- Added Final Report! :D
- Added a Milestone Report section at the end and a doc link.

Accelerate tensor operations via tensor native processor

https://tensor-native-processor.github.io/

We are going to develop a tensor native processor and a compiler to accelerate tensor operations, such as tensor multiplication.

We want to create a new tensor processor that is native to tensor operations. Compared to existing tensor processors, we want to make the following improvements to increase throughput:

- Cache can be organized into matrices to optimize them for tensor operations and instructions. For example, we can transpose a matrix in cache in one clock cycle, which reduces the penalty of matrix transpose.
- To maximize the utilization of systolic arrays, local caches should be able to read data in a diagonal way in one clock cycle.
- Cache should be able to read and write two diagonals simultaneously to keep the systolic array at full utilization.
- Since the computation is static, we can let compilers generate instructions that explicitly manage the cache, instead of LRU. And we can let compilers generate simultaneous instruction streams for each matrix unit for more intelligent work assignment.
- To simplify the matrix core design and leave more transistor area for arithmetic operations, we use the interconnect in a MPI-like way. Then there’s no cache coherence problem and compilers decide when to communicate.
- To implement these improvements, we will design a new compiler and simulator to generate instructions from a given problem, and estimate the time required to complete computation.

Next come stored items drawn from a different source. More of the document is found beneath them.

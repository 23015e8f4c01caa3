use axum::Router;

use crate::state::SharedState;

pub mod catalog;
pub mod docs;
pub mod health;
pub mod websocket;

/// Compose all route trees, wiring in shared state and documentation routes.
pub fn router(state: SharedState) -> Router<()> {
    let api_router = health::router()
        .merge(websocket::router())
        .merge(catalog::router());

    let docs_router = docs::router(state.clone());

    api_router.merge(docs_router).with_state(state)
}
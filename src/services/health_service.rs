use tracing::debug;

use crate::{dto::health::HealthResponse, state::SharedState};

/// Respond with a static health payload and the number of connected players.
pub fn health_status(state: &SharedState) -> HealthResponse {
    let connections = state.connections().len();
    debug!(connections, "health check");
    HealthResponse::ok(connections)
}
//! Session coordinator: the single writer of every room.
//!
//! Client messages, disconnects, catalog results, delayed round starts and countdown
//! callbacks all arrive as [`Command`]s on one channel and are handled one at a time, to
//! completion. Handlers mutate the room first and only then flush the broadcasts they
//! queued, so state and emitted events never disagree.

use std::{collections::HashMap, sync::Arc};

use tokio::sync::mpsc;
use tracing::{debug, info, warn};

use crate::{
    catalog::Catalog,
    config::AppConfig,
    dto::ws::{
        AnswerReveal, ClientMessage, ErrorPayload, GameStartingPayload, NewHostPayload,
        PlayerLeftPayload, PlayerSummary, PlayersPayload, RoomSnapshot, RoundEndPayload,
        RoundStartPayload, ServerMessage, TimerTickPayload,
    },
    error::GameError,
    services::{
        guess_arbiter::{self, Ruling},
        round_timer::TimerId,
        scheduler::Scheduler,
        transport::{Outbox, Transport},
    },
    state::{
        deck::RoundDeck,
        registry::{RoomRegistry, normalize_code},
        room::{ClientId, DEFAULT_HOST_NAME, Player, Room, RoomId},
        state_machine::{RoomEvent, RoomPhase},
    },
};

/// Inputs of the coordinator stream.
#[derive(Debug, Clone)]
pub enum Command {
    /// A parsed message from a connected client.
    Client {
        /// Sender identity.
        client: ClientId,
        /// Message payload.
        message: ClientMessage,
    },
    /// The client's connection closed.
    Disconnect {
        /// Identity of the closed connection.
        client: ClientId,
    },
    /// Deck construction requested by a start finished.
    DeckReady {
        /// Room being started.
        code: String,
        /// Instance of the room being started.
        room: RoomId,
        /// Player that asked for the start.
        requester: ClientId,
        /// Start attempt the deck belongs to.
        attempt: u64,
        /// Built deck or the reason it could not be built.
        result: Result<RoundDeck, GameError>,
    },
    /// Delayed request to open the next round (or finish the game).
    BeginRound {
        /// Target room.
        code: String,
        /// Instance the request was scheduled for.
        room: RoomId,
        /// Round generation the request was scheduled for.
        generation: u64,
    },
    /// One second elapsed in a round countdown.
    TimerTick {
        /// Target room.
        code: String,
        /// Instance that started the countdown.
        room: RoomId,
        /// Countdown that produced the tick.
        timer: TimerId,
        /// Seconds left.
        remaining: u32,
    },
    /// A round countdown reached zero.
    TimerExpired {
        /// Target room.
        code: String,
        /// Instance that started the countdown.
        room: RoomId,
        /// Countdown that expired.
        timer: TimerId,
    },
}

/// Orchestrates rooms, rounds and guesses.
pub struct SessionCoordinator {
    registry: RoomRegistry,
    memberships: HashMap<ClientId, String>,
    config: Arc<AppConfig>,
    catalog: Arc<dyn Catalog>,
    transport: Arc<dyn Transport>,
    scheduler: Arc<dyn Scheduler>,
    commands: mpsc::UnboundedSender<Command>,
}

This problem has the following challenges:

- Work assignment in the compiler is hard. We need to assign individual instructions to different cores, and we want to keep the workload balanced to maximize throughput and prevent cores from stalling. This will require using simulators in a feedback way to generate optimal simultaneous instruction streams. But we need to find out how to use the simulator information.
- Cache assignment is also hard. Compilers need to explicitly determine the location of each matrix (essentially determining when to evict matrices) and when to communicate with other cores or read/write data to DRAM. This requires an overall understanding of how individual matrices are used throughout the execution lifecycle.
- The compiler has to scale over multiple matrix cores, multiple processors or multiple systems. So we need to design an algorithm for the compiler that scales well.
- We need to determine the width of matrix cores (for example, 128x128). Small width leads to low throughput, and large width leads to low utilization and wasted transistor area.
- We need to determine how many matrix cores lead to an overall good performance. This would be helpful to create a processor that is competitive in most workloads.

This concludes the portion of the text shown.